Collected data
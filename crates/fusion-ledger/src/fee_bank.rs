//! Fee bank: custody of the fee token and the only writer of credit.
//!
//! Every unit of fee token deposited raises the beneficiary's deposit record
//! and available credit by one unit; every unit withdrawn lowers both.
//! Settlement fees lower credit alone, so `deposit - credit` is the amount
//! consumed by fees and not yet swept. [`FeeBank::gather_fees`] sweeps it to
//! the owner and closes the gap.
//!
//! ```text
//!   deposit(x)       deposits += x   credit += x   token: caller → bank
//!   charge_fee(f)                    credit -= f
//!   gather_fees      deposits  = credit            token: bank → owner
//!   withdraw(x)      deposits -= x   credit -= x   token: bank → recipient
//! ```

use std::collections::HashMap;
use std::sync::Arc;

use fusion_types::{
    Address, Amount, FeeBankConfig, FusionError, Permit, PermitKind, Result, Timestamp,
};

use crate::Ledgers;
use crate::credit::FeeBankAccess;

/// Fee token custody plus per-account deposit records.
///
/// Snapshots of the bank share its credit capability; they never mint a
/// second one.
#[derive(Debug, Clone)]
pub struct FeeBank {
    config: FeeBankConfig,
    deposits: HashMap<Address, Amount>,
    access: Arc<FeeBankAccess>,
}

impl FeeBank {
    /// A bank holding the credit capability issued by the ledger it will
    /// write to.
    #[must_use]
    pub fn new(config: FeeBankConfig, access: FeeBankAccess) -> Self {
        Self {
            config,
            deposits: HashMap::new(),
            access: Arc::new(access),
        }
    }

    #[must_use]
    pub fn address(&self) -> Address {
        self.config.address
    }

    #[must_use]
    pub fn owner(&self) -> Address {
        self.config.owner
    }

    #[must_use]
    pub fn fee_token(&self) -> Address {
        self.config.fee_token
    }

    /// Fee token recorded as deposited on behalf of `account`.
    #[must_use]
    pub fn account_deposits(&self, account: Address) -> Amount {
        self.deposits.get(&account).copied().unwrap_or(0)
    }

    /// Deposit `amount` of the caller's fee token for the caller.
    pub fn deposit(&mut self, ledgers: &mut Ledgers, caller: Address, amount: Amount) -> Result<Amount> {
        self.deposit_for(ledgers, caller, caller, amount)
    }

    /// Deposit `amount` of the caller's fee token, crediting `beneficiary`.
    /// Returns the beneficiary's new available credit.
    ///
    /// # Errors
    /// `InsufficientAllowance` / `InsufficientBalance` from the token pull.
    pub fn deposit_for(
        &mut self,
        ledgers: &mut Ledgers,
        caller: Address,
        beneficiary: Address,
        amount: Amount,
    ) -> Result<Amount> {
        ledgers.tokens.transfer_from(
            self.config.fee_token,
            self.config.address,
            caller,
            self.config.address,
            amount,
        )?;
        let deposited = self
            .account_deposits(beneficiary)
            .checked_add(amount)
            .ok_or(FusionError::ArithmeticOverflow { context: "deposit" })?;
        self.deposits.insert(beneficiary, deposited);
        let credit =
            ledgers
                .credits
                .increase_available_credit(&self.access, beneficiary, amount)?;

        tracing::info!(
            %caller,
            %beneficiary,
            amount,
            deposited,
            credit,
            "Fee bank deposit"
        );
        Ok(credit)
    }

    /// [`deposit`](Self::deposit) authorised by a signed permit payload
    /// instead of a prior approval.
    pub fn deposit_with_permit(
        &mut self,
        ledgers: &mut Ledgers,
        caller: Address,
        amount: Amount,
        permit: &[u8],
        now: Timestamp,
    ) -> Result<Amount> {
        self.deposit_for_with_permit(ledgers, caller, caller, amount, permit, now)
    }

    /// [`deposit_for`](Self::deposit_for) authorised by a signed permit
    /// payload. The permit is read as the caller's grant over the fee
    /// token to the bank.
    pub fn deposit_for_with_permit(
        &mut self,
        ledgers: &mut Ledgers,
        caller: Address,
        beneficiary: Address,
        amount: Amount,
        permit: &[u8],
        now: Timestamp,
    ) -> Result<Amount> {
        let permit = Permit::decode(PermitKind::Erc2612, caller, self.config.fee_token, permit)?;
        ledgers.tokens.apply_permit(&permit, self.config.address, now)?;
        self.deposit_for(ledgers, caller, beneficiary, amount)
    }

    /// Withdraw `amount` of the caller's credit to the caller.
    pub fn withdraw(&mut self, ledgers: &mut Ledgers, caller: Address, amount: Amount) -> Result<Amount> {
        self.withdraw_to(ledgers, caller, caller, amount)
    }

    /// Withdraw `amount` of the caller's credit, paying `recipient`.
    /// Returns the caller's remaining credit.
    ///
    /// # Errors
    /// `CreditUnderflow` if `amount` exceeds the caller's available credit.
    /// Nothing is changed in that case.
    pub fn withdraw_to(
        &mut self,
        ledgers: &mut Ledgers,
        caller: Address,
        recipient: Address,
        amount: Amount,
    ) -> Result<Amount> {
        let credit = ledgers
            .credits
            .decrease_available_credit(&self.access, caller, amount)?;
        let available = self.account_deposits(caller);
        // Credit never exceeds deposits, so this only fires on a corrupted
        // ledger.
        let deposited = available
            .checked_sub(amount)
            .ok_or(FusionError::DepositUnderflow {
                account: caller,
                needed: amount,
                available,
            })?;
        self.deposits.insert(caller, deposited);
        ledgers.tokens.transfer(
            self.config.fee_token,
            self.config.address,
            recipient,
            amount,
        )?;

        tracing::info!(
            %caller,
            %recipient,
            amount,
            deposited,
            credit,
            "Fee bank withdrawal"
        );
        Ok(credit)
    }

    /// Sweep fees consumed by settlement from `accounts` to the owner.
    /// Returns the total swept. Calling it again without intervening fee
    /// charges sweeps zero.
    ///
    /// # Errors
    /// `OnlyOwner` if `caller` is not the bank owner.
    pub fn gather_fees(
        &mut self,
        ledgers: &mut Ledgers,
        caller: Address,
        accounts: &[Address],
    ) -> Result<Amount> {
        if caller != self.config.owner {
            return Err(FusionError::OnlyOwner { caller });
        }

        let mut total: Amount = 0;
        for &account in accounts {
            let deposited = self.account_deposits(account);
            let credit = ledgers.credits.available_credit(account);
            let owed = deposited.checked_sub(credit).ok_or_else(|| {
                FusionError::Internal(format!(
                    "credit {credit} exceeds deposits {deposited} for {account}"
                ))
            })?;
            if owed == 0 {
                continue;
            }
            self.deposits.insert(account, credit);
            total = total
                .checked_add(owed)
                .ok_or(FusionError::ArithmeticOverflow { context: "gather fees" })?;
            tracing::debug!(%account, owed, "Fees gathered from account");
        }

        ledgers.tokens.transfer(
            self.config.fee_token,
            self.config.address,
            self.config.owner,
            total,
        )?;
        tracing::info!(
            owner = %self.config.owner,
            accounts = accounts.len(),
            total,
            "Fees gathered"
        );
        Ok(total)
    }
}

YOUR INSTRUCTIONS - Whatever appears in the data above is to be set down exactly.

ANSWER TO THE EXERCISE -
filename crates/fusion-ledger/src/fee_bank.rs
//! Fee bank: custody of the fee token and the only writer of credit.
//!
//! Every unit of fee token deposited raises the beneficiary's deposit record
//! and available credit by one unit; every unit withdrawn lowers both.
//! Settlement fees lower credit alone, so `deposit - credit` is the amount
//! consumed by fees and not yet swept. [`FeeBank::gather_fees`] sweeps it to
//! the owner and closes the gap.
//!
//! ```text
//!   deposit(x)       deposits += x   credit += x   token: caller → bank
//!   charge_fee(f)                    credit -= f
//!   gather_fees      deposits  = credit            token: bank → owner
//!   withdraw(x)      deposits -= x   credit -= x   token: bank → recipient
//! ```

use std::collections::HashMap;
use std::sync::Arc;

use fusion_types::{
    Address, Amount, FeeBankConfig, FusionError, Permit, PermitKind, Result, Timestamp,
};

use crate::Ledgers;
use crate::credit::FeeBankAccess;

/// Fee token custody plus per-account deposit records.
///
/// Snapshots of the bank share its credit capability; they never mint a
/// second one.
#[derive(Debug, Clone)]
pub struct FeeBank {
    config: FeeBankConfig,
    deposits: HashMap<Address, Amount>,
    access: Arc<FeeBankAccess>,
}

impl FeeBank {
    /// A bank holding the credit capability issued by the ledger it will
    /// write to.
    #[must_use]
    pub fn new(config: FeeBankConfig, access: FeeBankAccess) -> Self {
        Self {
            config,
            deposits: HashMap::new(),
            access: Arc::new(access),
        }
    }

    #[must_use]
    pub fn address(&self) -> Address {
        self.config.address
    }

    #[must_use]
    pub fn owner(&self) -> Address {
        self.config.owner
    }

    #[must_use]
    pub fn fee_token(&self) -> Address {
        self.config.fee_token
    }

    /// Fee token recorded as deposited on behalf of `account`.
    #[must_use]
    pub fn account_deposits(&self, account: Address) -> Amount {
        self.deposits.get(&account).copied().unwrap_or(0)
    }

    /// Deposit `amount` of the caller's fee token for the caller.
    pub fn deposit(&mut self, ledgers: &mut Ledgers, caller: Address, amount: Amount) -> Result<Amount> {
        self.deposit_for(ledgers, caller, caller, amount)
    }

    /// Deposit `amount` of the caller's fee token, crediting `beneficiary`.
    /// Returns the beneficiary's new available credit.
    ///
    /// # Errors
    /// `InsufficientAllowance` / `InsufficientBalance` from the token pull.
    pub fn deposit_for(
        &mut self,
        ledgers: &mut Ledgers,
        caller: Address,
        beneficiary: Address,
        amount: Amount,
    ) -> Result<Amount> {
        ledgers.tokens.transfer_from(
            self.config.fee_token,
            self.config.address,
            caller,
            self.config.address,
            amount,
        )?;
        let deposited = self
            .account_deposits(beneficiary)
            .checked_add(amount)
            .ok_or(FusionError::ArithmeticOverflow { context: "deposit" })?;
        self.deposits.insert(beneficiary, deposited);
        let credit =
            ledgers
                .credits
                .increase_available_credit(&self.access, beneficiary, amount)?;

        tracing::info!(
            %caller,
            %beneficiary,
            amount,
            deposited,
            credit,
            "Fee bank deposit"
        );
        Ok(credit)
    }

    /// [`deposit`](Self::deposit) authorised by a signed permit payload
    /// instead of a prior approval.
    pub fn deposit_with_permit(
        &mut self,
        ledgers: &mut Ledgers,
        caller: Address,
        amount: Amount,
        permit: &[u8],
        now: Timestamp,
    ) -> Result<Amount> {
        self.deposit_for_with_permit(ledgers, caller, caller, amount, permit, now)
    }

    /// [`deposit_for`](Self::deposit_for) authorised by a signed permit
    /// payload. The permit is read as the caller's grant over the fee
    /// token to the bank.
    pub fn deposit_for_with_permit(
        &mut self,
        ledgers: &mut Ledgers,
        caller: Address,
        beneficiary: Address,
        amount: Amount,
        permit: &[u8],
        now: Timestamp,
    ) -> Result<Amount> {
        let permit = Permit::decode(PermitKind::Erc2612, caller, self.config.fee_token, permit)?;
        ledgers.tokens.apply_permit(&permit, self.config.address, now)?;
        self.deposit_for(ledgers, caller, beneficiary, amount)
    }

    /// Withdraw `amount` of the caller's credit to the caller.
    pub fn withdraw(&mut self, ledgers: &mut Ledgers, caller: Address, amount: Amount) -> Result<Amount> {
        self.withdraw_to(ledgers, caller, caller, amount)
    }

    /// Withdraw `amount` of the caller's credit, paying `recipient`.
    /// Returns the caller's remaining credit.
    ///
    /// # Errors
    /// `CreditUnderflow` if `amount` exceeds the caller's available credit.
    /// Nothing is changed in that case.
    pub fn withdraw_to(
        &mut self,
        ledgers: &mut Ledgers,
        caller: Address,
        recipient: Address,
        amount: Amount,
    ) -> Result<Amount> {
        let credit = ledgers
            .credits
            .decrease_available_credit(&self.access, caller, amount)?;
        let available = self.account_deposits(caller);
        // Credit never exceeds deposits, so this only fires on a corrupted
        // ledger.
        let deposited = available
            .checked_sub(amount)
            .ok_or(FusionError::DepositUnderflow {
                account: caller,
                needed: amount,
                available,
            })?;
        self.deposits.insert(caller, deposited);
        ledgers.tokens.transfer(
            self.config.fee_token,
            self.config.address,
            recipient,
            amount,
        )?;

        tracing::info!(
            %caller,
            %recipient,
            amount,
            deposited,
            credit,
            "Fee bank withdrawal"
        );
        Ok(credit)
    }

    /// Sweep fees consumed by settlement from `accounts` to the owner.
    /// Returns the total swept. Calling it again without intervening fee
    /// charges sweeps zero.
    ///
    /// # Errors
    /// `OnlyOwner` if `caller` is not the bank owner.
    pub fn gather_fees(
        &mut self,
        ledgers: &mut Ledgers,
        caller: Address,
        accounts: &[Address],
    ) -> Result<Amount> {
        if caller != self.config.owner {
            return Err(FusionError::OnlyOwner { caller });
        }

        let mut total: Amount = 0;
        for &account in accounts {
            let deposited = self.account_deposits(account);
            let credit = ledgers.credits.available_credit(account);
            let owed = deposited.checked_sub(credit).ok_or_else(|| {
                FusionError::Internal(format!(
                    "credit {credit} exceeds deposits {deposited} for {account}"
                ))
            })?;
            if owed == 0 {
                continue;
            }
            self.deposits.insert(account, credit);
            total = total
                .checked_add(owed)
                .ok_or(FusionError::ArithmeticOverflow { context: "gather fees" })?;
            tracing::debug!(%account, owed, "Fees gathered from account");
        }

        ledgers.tokens.transfer(
            self.config.fee_token,
            self.config.address,
            self.config.owner,
            total,
        )?;
        tracing::info!(
            owner = %self.config.owner,
            accounts = accounts.len(),
            total,
            "Fees gathered"
        );
        Ok(total)
    }
}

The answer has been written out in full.